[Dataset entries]
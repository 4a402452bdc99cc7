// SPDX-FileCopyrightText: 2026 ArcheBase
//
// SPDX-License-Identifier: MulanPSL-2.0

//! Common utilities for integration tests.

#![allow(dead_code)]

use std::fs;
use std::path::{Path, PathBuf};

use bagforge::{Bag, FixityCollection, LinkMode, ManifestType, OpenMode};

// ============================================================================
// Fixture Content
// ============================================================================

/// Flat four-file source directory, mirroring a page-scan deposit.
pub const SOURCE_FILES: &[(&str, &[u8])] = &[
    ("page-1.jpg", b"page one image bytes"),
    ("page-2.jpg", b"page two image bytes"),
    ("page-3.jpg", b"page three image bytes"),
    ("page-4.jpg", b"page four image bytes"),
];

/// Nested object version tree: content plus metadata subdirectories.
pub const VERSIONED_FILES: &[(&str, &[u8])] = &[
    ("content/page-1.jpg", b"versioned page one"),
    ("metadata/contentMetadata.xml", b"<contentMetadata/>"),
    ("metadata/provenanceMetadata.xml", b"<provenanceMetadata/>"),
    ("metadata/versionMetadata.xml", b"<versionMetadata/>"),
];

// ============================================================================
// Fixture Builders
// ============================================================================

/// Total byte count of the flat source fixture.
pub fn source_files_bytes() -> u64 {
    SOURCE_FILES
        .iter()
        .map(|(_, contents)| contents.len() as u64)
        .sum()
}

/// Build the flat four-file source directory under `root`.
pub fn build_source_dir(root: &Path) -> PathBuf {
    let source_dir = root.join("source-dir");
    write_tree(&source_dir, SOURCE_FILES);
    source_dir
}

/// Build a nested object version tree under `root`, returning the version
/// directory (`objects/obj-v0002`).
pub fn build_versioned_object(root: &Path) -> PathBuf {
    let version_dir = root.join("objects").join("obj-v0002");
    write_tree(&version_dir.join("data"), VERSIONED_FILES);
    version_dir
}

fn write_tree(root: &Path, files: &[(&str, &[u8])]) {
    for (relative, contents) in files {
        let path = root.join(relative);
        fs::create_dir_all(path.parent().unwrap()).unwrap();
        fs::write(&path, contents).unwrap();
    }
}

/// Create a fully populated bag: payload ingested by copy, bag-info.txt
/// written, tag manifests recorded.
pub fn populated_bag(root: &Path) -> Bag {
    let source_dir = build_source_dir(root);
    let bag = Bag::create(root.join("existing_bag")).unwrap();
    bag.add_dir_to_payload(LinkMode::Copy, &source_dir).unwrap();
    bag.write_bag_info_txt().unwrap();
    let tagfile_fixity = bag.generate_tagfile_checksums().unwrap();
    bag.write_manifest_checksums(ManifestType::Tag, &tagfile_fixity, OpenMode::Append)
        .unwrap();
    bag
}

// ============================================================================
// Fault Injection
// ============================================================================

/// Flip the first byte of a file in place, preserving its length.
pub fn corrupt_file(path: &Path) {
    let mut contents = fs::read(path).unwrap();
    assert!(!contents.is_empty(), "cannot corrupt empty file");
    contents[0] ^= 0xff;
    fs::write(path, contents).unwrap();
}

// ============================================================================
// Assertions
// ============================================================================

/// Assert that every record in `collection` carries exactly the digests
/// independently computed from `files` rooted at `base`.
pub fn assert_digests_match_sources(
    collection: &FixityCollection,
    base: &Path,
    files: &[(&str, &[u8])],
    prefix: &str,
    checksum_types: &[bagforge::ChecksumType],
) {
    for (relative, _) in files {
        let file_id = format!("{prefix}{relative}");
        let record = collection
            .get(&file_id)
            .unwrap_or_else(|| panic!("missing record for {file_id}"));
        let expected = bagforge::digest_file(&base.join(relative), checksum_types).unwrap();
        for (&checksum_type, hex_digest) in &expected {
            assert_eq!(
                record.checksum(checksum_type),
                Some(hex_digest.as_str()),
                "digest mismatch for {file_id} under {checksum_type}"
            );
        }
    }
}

Task statement: Exactly as they are written, print the entries again.

Solution:
repository 4a402452bdc99cc7
// SPDX-FileCopyrightText: 2026 ArcheBase
//
// SPDX-License-Identifier: MulanPSL-2.0

//! Common utilities for integration tests.

#![allow(dead_code)]

use std::fs;
use std::path::{Path, PathBuf};

use bagforge::{Bag, FixityCollection, LinkMode, ManifestType, OpenMode};

// ============================================================================
// Fixture Content
// ============================================================================

/// Flat four-file source directory, mirroring a page-scan deposit.
pub const SOURCE_FILES: &[(&str, &[u8])] = &[
    ("page-1.jpg", b"page one image bytes"),
    ("page-2.jpg", b"page two image bytes"),
    ("page-3.jpg", b"page three image bytes"),
    ("page-4.jpg", b"page four image bytes"),
];

/// Nested object version tree: content plus metadata subdirectories.
pub const VERSIONED_FILES: &[(&str, &[u8])] = &[
    ("content/page-1.jpg", b"versioned page one"),
    ("metadata/contentMetadata.xml", b"<contentMetadata/>"),
    ("metadata/provenanceMetadata.xml", b"<provenanceMetadata/>"),
    ("metadata/versionMetadata.xml", b"<versionMetadata/>"),
];

// ============================================================================
// Fixture Builders
// ============================================================================

/// Total byte count of the flat source fixture.
pub fn source_files_bytes() -> u64 {
    SOURCE_FILES
        .iter()
        .map(|(_, contents)| contents.len() as u64)
        .sum()
}

/// Build the flat four-file source directory under `root`.
pub fn build_source_dir(root: &Path) -> PathBuf {
    let source_dir = root.join("source-dir");
    write_tree(&source_dir, SOURCE_FILES);
    source_dir
}

/// Build a nested object version tree under `root`, returning the version
/// directory (`objects/obj-v0002`).
pub fn build_versioned_object(root: &Path) -> PathBuf {
    let version_dir = root.join("objects").join("obj-v0002");
    write_tree(&version_dir.join("data"), VERSIONED_FILES);
    version_dir
}

fn write_tree(root: &Path, files: &[(&str, &[u8])]) {
    for (relative, contents) in files {
        let path = root.join(relative);
        fs::create_dir_all(path.parent().unwrap()).unwrap();
        fs::write(&path, contents).unwrap();
    }
}

/// Create a fully populated bag: payload ingested by copy, bag-info.txt
/// written, tag manifests recorded.
pub fn populated_bag(root: &Path) -> Bag {
    let source_dir = build_source_dir(root);
    let bag = Bag::create(root.join("existing_bag")).unwrap();
    bag.add_dir_to_payload(LinkMode::Copy, &source_dir).unwrap();
    bag.write_bag_info_txt().unwrap();
    let tagfile_fixity = bag.generate_tagfile_checksums().unwrap();
    bag.write_manifest_checksums(ManifestType::Tag, &tagfile_fixity, OpenMode::Append)
        .unwrap();
    bag
}

// ============================================================================
// Fault Injection
// ============================================================================

/// Flip the first byte of a file in place, preserving its length.
pub fn corrupt_file(path: &Path) {
    let mut contents = fs::read(path).unwrap();
    assert!(!contents.is_empty(), "cannot corrupt empty file");
    contents[0] ^= 0xff;
    fs::write(path, contents).unwrap();
}

// ============================================================================
// Assertions
// ============================================================================

/// Assert that every record in `collection` carries exactly the digests
/// independently computed from `files` rooted at `base`.
pub fn assert_digests_match_sources(
    collection: &FixityCollection,
    base: &Path,
    files: &[(&str, &[u8])],
    prefix: &str,
    checksum_types: &[bagforge::ChecksumType],
) {
    for (relative, _) in files {
        let file_id = format!("{prefix}{relative}");
        let record = collection
            .get(&file_id)
            .unwrap_or_else(|| panic!("missing record for {file_id}"));
        let expected = bagforge::digest_file(&base.join(relative), checksum_types).unwrap();
        for (&checksum_type, hex_digest) in &expected {
            assert_eq!(
                record.checksum(checksum_type),
                Some(hex_digest.as_str()),
                "digest mismatch for {file_id} under {checksum_type}"
            );
        }
    }
}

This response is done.